» **What is being asked**: With the material below, print exactly the lines between the line holding "LCL pressure from" and the line holding "Stages: derive the", inclusive. Add nothing else.
---------- Supplied data ----------
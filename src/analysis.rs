//! The end-to-end analysis pipeline: one pure function from a cleaned sounding to
//! everything the skew-T needs.

use crate::{
    ascent::truncate_to_ascent,
    error::{AnalysisError, PipelineError, Result},
    parcel::surface_parcel,
    parcel_profile::{lift_parcel, ParcelAscentAnalysis},
    profile::dew_point_from_relative_humidity,
    skysonde::{load_file, SkysondeFormat},
    sounding::Sounding,
    wind::{barb_points, BarbPoint, BarbSpacing},
};
use metfor::{Celsius, HectoPascal, Quantity};
use std::path::Path;

/// Tuning knobs for the analysis pipeline.
#[derive(Debug, Clone, Copy)]
pub struct AnalysisOptions {
    /// Keep every Nth sample before plotting, to thin the very dense raw record.
    pub thin_step: usize,
    /// Target levels for wind barbs.
    pub barb_spacing: BarbSpacing,
}

impl Default for AnalysisOptions {
    fn default() -> Self {
        AnalysisOptions {
            thin_step: 5,
            barb_spacing: BarbSpacing::default(),
        }
    }
}

/// Everything computed for one flight.
#[derive(Debug, Clone)]
pub struct SkewTAnalysis {
    /// The quality controlled sounding at full resolution, dew point attached.
    pub sounding: Sounding,
    /// The thinned, ascent-only sounding that actually gets plotted.
    pub ascent: Sounding,
    /// The surface parcel lifted through the ascent sounding, with CAPE/CIN.
    pub parcel_ascent: ParcelAscentAnalysis,
    /// LCL pressure from the first sample of the full-resolution sounding.
    pub lcl_pressure: HectoPascal,
    /// LCL temperature from the first sample of the full-resolution sounding.
    pub lcl_temperature: Celsius,
    /// Wind barbs selected from the ascent sounding.
    pub barbs: Vec<BarbPoint>,
}

/// Run the full analysis on a cleaned sounding.
///
/// Stages: derive the dew point profile, find the LCL of the surface sample, thin,
/// truncate to the ascent phase, lift the surface parcel, and pick barb levels. The
/// input sounding is expected to already be quality controlled, see
/// [`skysonde`](crate::skysonde).
pub fn analyze(snd: Sounding, options: &AnalysisOptions) -> Result<SkewTAnalysis> {
    if snd.is_empty() {
        return Err(AnalysisError::NoDataProfile);
    }
    tracing::debug!(source = snd.source_description(), "analyzing sounding");

    // Attach the derived dew point profile.
    let dew_point = dew_point_from_relative_humidity(&snd);
    if dew_point.is_empty() {
        return Err(AnalysisError::MissingProfile);
    }
    let snd = snd.with_dew_point_profile(dew_point);

    // The LCL comes from the first sample of the cleaned series, before any thinning
    // or truncation.
    let sfc = surface_parcel(&snd)?;
    let (lcl_pressure, lcl_temperature) = metfor::pressure_and_temperature_at_lcl(
        sfc.temperature,
        sfc.dew_point,
        sfc.pressure,
    )
    .ok_or(AnalysisError::MetForError)?;
    let lcl_temperature = Celsius::from(lcl_temperature);

    // Thin for plotting, then keep the ascent only.
    let ascent = truncate_to_ascent(&snd.thinned(options.thin_step))?;
    tracing::debug!(
        full_levels = snd.len(),
        ascent_levels = ascent.len(),
        "reduced sounding for plotting"
    );

    // Parcel analysis over the ascent phase.
    let parcel_ascent = lift_parcel(surface_parcel(&ascent)?, &ascent)?;
    tracing::info!(
        lcl_hpa = lcl_pressure.unpack(),
        cape_jpkg = parcel_ascent.cape().into_option().map(|c| c.unpack()),
        cin_jpkg = parcel_ascent.cin().into_option().map(|c| c.unpack()),
        "parcel analysis complete"
    );

    let barbs = barb_points(&ascent, options.barb_spacing);

    Ok(SkewTAnalysis {
        sounding: snd,
        ascent,
        parcel_ascent,
        lcl_pressure,
        lcl_temperature,
        barbs,
    })
}

/// Load a Skysonde CSV file and run the full analysis on it.
pub fn analyze_file<P: AsRef<Path>>(
    path: P,
    format: &SkysondeFormat,
    options: &AnalysisOptions,
) -> std::result::Result<SkewTAnalysis, PipelineError> {
    let snd = load_file(path, format)?;
    let anl = analyze(snd, options)?;
    Ok(anl)
}

#[cfg(test)]
mod test {
    use super::*;
    use crate::test_data::make_unstable_sounding;
    use metfor::{MetersPSec, WindSpdDir};
    use optional::{none, some, Optioned};

    // The synthetic soundings carry dew point directly. The pipeline derives it from
    // relative humidity, so convert one and bolt on wind and a descent tail.
    fn make_pipeline_sounding() -> Sounding {
        let snd = make_unstable_sounding();

        let rh: Vec<Optioned<f64>> = snd
            .temperature_profile()
            .iter()
            .zip(snd.dew_point_profile().iter())
            .map(|(t, dp)| {
                if t.is_some() && dp.is_some() {
                    Optioned::from(metfor::rh(t.unpack(), dp.unpack()))
                } else {
                    none()
                }
            })
            .collect();

        let wind: Vec<Optioned<WindSpdDir<MetersPSec>>> = (0..snd.len())
            .map(|i| {
                some(WindSpdDir {
                    speed: MetersPSec(5.0 + 0.5 * i as f64),
                    direction: 270.0,
                })
            })
            .collect();

        // a short descent tail so the truncation has something to find
        let mut pressure = snd.pressure_profile().to_vec();
        pressure.push(some(metfor::HectoPascal(150.0)));
        pressure.push(some(metfor::HectoPascal(200.0)));

        let mut temperature = snd.temperature_profile().to_vec();
        temperature.extend_from_slice(&[none(), none()]);
        let mut rh = rh;
        rh.extend_from_slice(&[none(), none()]);
        let mut height = snd.height_profile().to_vec();
        height.extend_from_slice(&[none(), none()]);
        let mut wind = wind;
        wind.extend_from_slice(&[none(), none()]);

        Sounding::new()
            .with_pressure_profile(pressure)
            .with_temperature_profile(temperature)
            .with_relative_humidity_profile(rh)
            .with_height_profile(height)
            .with_wind_profile(wind)
    }

    #[test]
    fn pipeline_produces_a_complete_analysis() {
        let snd = make_pipeline_sounding();

        let options = AnalysisOptions {
            thin_step: 1,
            ..AnalysisOptions::default()
        };
        let anl = analyze(snd, &options).unwrap();

        assert!(anl.lcl_pressure < metfor::HectoPascal(1000.0));
        assert!(anl.parcel_ascent.cape().is_some());
        assert!(!anl.barbs.is_empty());

        // ascent sounding lost the spin-up samples and the descent tail
        assert!(anl.ascent.len() < anl.sounding.len());
        for pair in anl
            .ascent
            .pressure_profile()
            .windows(2)
            .map(|w| (w[0], w[1]))
        {
            assert!(pair.0.unpack() > pair.1.unpack());
        }
    }

    #[test]
    fn empty_sounding_is_rejected() {
        let result = analyze(Sounding::new(), &AnalysisOptions::default());
        assert_eq!(result.unwrap_err(), AnalysisError::NoDataProfile);
    }
}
----------
» **Solution for this problem**:
    /// LCL pressure from the first sample of the full-resolution sounding.
    pub lcl_pressure: HectoPascal,
    /// LCL temperature from the first sample of the full-resolution sounding.
    pub lcl_temperature: Celsius,
    /// Wind barbs selected from the ascent sounding.
    pub barbs: Vec<BarbPoint>,
}

/// Run the full analysis on a cleaned sounding.
///
/// Stages: derive the dew point profile, find the LCL of the surface sample, thin,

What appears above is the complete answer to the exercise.